(WHAT IS REQUIRED) Work out how many lines of the data hold the string "Deserialize", and reply with that number alone.

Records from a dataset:

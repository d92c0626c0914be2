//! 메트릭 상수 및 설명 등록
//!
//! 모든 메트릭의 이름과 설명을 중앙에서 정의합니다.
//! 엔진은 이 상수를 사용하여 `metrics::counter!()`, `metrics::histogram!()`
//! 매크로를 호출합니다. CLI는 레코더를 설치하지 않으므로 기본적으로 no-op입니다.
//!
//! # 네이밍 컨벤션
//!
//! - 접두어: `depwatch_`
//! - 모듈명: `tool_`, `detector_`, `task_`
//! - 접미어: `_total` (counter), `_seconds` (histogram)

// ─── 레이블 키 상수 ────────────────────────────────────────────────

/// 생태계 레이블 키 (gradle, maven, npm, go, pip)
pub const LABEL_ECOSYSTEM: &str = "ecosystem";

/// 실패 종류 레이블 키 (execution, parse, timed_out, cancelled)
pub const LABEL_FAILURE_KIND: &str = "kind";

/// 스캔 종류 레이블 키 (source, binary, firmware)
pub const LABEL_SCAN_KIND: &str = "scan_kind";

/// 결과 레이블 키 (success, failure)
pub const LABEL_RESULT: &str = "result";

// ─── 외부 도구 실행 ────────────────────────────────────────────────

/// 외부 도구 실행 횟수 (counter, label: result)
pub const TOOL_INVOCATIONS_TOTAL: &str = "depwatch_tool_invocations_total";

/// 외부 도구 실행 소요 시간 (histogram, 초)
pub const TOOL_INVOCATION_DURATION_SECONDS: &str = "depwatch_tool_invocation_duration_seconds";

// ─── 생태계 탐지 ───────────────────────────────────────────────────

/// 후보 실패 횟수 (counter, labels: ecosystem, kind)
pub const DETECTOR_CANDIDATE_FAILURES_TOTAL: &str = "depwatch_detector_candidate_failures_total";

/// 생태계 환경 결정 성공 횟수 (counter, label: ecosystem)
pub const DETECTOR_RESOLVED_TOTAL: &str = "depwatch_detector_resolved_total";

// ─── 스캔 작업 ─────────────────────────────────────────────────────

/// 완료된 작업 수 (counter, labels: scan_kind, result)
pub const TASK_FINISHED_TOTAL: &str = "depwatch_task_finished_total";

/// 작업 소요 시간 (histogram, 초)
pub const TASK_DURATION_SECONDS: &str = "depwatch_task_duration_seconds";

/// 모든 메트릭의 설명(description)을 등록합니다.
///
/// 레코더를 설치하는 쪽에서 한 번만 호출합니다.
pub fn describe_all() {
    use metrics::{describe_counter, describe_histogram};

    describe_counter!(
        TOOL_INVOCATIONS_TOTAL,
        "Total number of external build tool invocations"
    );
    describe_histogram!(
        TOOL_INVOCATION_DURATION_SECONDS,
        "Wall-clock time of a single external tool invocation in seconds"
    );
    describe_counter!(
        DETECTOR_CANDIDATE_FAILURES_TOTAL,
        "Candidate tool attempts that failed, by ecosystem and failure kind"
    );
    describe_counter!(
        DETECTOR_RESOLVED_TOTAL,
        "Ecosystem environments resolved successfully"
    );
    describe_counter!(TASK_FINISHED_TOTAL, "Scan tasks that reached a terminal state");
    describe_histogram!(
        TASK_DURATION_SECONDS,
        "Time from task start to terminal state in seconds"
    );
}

--

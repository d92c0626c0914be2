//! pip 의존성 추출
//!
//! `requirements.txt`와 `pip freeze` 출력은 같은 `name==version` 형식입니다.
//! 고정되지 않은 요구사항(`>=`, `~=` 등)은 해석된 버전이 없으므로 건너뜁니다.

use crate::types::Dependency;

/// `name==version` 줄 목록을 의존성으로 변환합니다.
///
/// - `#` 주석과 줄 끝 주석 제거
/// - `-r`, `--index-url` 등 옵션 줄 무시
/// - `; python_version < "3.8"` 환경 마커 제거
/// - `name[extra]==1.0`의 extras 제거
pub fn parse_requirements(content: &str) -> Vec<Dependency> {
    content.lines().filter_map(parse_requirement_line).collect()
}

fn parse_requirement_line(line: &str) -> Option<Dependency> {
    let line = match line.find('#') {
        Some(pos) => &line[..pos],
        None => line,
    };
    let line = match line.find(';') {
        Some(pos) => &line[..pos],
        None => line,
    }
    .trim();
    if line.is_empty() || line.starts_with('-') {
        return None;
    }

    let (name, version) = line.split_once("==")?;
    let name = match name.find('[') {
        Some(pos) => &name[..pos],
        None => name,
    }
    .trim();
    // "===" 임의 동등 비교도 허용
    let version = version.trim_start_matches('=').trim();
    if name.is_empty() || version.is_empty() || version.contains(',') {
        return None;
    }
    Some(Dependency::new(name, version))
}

...

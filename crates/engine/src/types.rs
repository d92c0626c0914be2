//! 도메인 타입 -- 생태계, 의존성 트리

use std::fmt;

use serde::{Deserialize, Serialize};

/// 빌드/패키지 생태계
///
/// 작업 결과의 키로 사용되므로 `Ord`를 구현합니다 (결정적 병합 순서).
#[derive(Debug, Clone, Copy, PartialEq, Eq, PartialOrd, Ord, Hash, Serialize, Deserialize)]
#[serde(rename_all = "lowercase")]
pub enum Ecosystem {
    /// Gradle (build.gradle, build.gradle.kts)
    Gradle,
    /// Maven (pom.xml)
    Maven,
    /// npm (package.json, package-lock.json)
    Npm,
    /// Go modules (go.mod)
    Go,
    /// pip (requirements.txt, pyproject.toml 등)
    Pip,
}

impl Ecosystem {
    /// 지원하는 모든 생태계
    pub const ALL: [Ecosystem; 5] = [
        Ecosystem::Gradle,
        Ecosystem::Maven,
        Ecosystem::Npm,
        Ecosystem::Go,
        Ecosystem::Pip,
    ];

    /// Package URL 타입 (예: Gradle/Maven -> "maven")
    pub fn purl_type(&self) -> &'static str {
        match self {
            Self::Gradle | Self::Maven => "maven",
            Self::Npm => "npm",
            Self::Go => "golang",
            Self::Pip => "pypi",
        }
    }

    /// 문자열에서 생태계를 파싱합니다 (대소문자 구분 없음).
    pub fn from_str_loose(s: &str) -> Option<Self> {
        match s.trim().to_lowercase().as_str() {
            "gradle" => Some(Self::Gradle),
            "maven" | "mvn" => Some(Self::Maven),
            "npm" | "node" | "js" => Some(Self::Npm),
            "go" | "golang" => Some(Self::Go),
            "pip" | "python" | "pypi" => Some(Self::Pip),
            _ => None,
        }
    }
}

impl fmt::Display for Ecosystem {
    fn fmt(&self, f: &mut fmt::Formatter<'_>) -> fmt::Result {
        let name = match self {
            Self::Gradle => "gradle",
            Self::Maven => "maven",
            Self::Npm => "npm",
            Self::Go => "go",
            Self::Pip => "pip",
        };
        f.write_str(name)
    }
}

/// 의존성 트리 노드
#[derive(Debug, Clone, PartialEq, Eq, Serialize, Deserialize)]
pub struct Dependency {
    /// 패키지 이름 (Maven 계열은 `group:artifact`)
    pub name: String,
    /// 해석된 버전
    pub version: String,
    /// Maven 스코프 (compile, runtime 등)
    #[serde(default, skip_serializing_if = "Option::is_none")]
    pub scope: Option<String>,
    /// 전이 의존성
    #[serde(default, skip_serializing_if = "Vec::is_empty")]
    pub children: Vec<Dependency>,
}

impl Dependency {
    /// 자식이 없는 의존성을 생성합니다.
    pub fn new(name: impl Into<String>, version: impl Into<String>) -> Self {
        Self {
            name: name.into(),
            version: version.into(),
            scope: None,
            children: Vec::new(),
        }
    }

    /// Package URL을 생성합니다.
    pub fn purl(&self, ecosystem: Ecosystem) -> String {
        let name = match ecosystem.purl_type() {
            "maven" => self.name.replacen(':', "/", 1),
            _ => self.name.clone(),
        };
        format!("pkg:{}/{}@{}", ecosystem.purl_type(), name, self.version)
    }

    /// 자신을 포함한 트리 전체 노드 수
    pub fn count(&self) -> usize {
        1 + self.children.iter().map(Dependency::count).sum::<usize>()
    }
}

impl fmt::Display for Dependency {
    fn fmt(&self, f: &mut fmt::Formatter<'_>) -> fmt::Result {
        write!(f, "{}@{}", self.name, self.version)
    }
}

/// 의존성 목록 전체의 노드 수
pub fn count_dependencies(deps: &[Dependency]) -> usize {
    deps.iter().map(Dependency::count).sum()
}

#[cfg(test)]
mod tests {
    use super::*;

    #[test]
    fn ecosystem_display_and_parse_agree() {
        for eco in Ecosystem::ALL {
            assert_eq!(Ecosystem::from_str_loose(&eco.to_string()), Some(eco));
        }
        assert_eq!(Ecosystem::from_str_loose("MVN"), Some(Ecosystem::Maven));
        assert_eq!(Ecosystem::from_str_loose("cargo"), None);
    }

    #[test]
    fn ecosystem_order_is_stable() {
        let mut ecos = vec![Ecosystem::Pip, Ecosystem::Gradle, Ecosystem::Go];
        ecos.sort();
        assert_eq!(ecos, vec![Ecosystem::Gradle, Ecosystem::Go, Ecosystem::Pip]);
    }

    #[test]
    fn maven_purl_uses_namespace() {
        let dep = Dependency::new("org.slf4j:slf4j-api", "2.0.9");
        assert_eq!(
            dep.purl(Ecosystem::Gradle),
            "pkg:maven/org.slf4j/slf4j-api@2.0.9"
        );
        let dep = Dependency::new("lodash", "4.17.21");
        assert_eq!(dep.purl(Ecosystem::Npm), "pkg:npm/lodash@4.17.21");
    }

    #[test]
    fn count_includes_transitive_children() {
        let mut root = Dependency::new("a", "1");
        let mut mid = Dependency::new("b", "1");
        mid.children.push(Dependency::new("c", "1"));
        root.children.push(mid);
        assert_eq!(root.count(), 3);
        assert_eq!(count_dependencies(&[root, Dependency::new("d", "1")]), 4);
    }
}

(WRITTEN SOLUTION) 3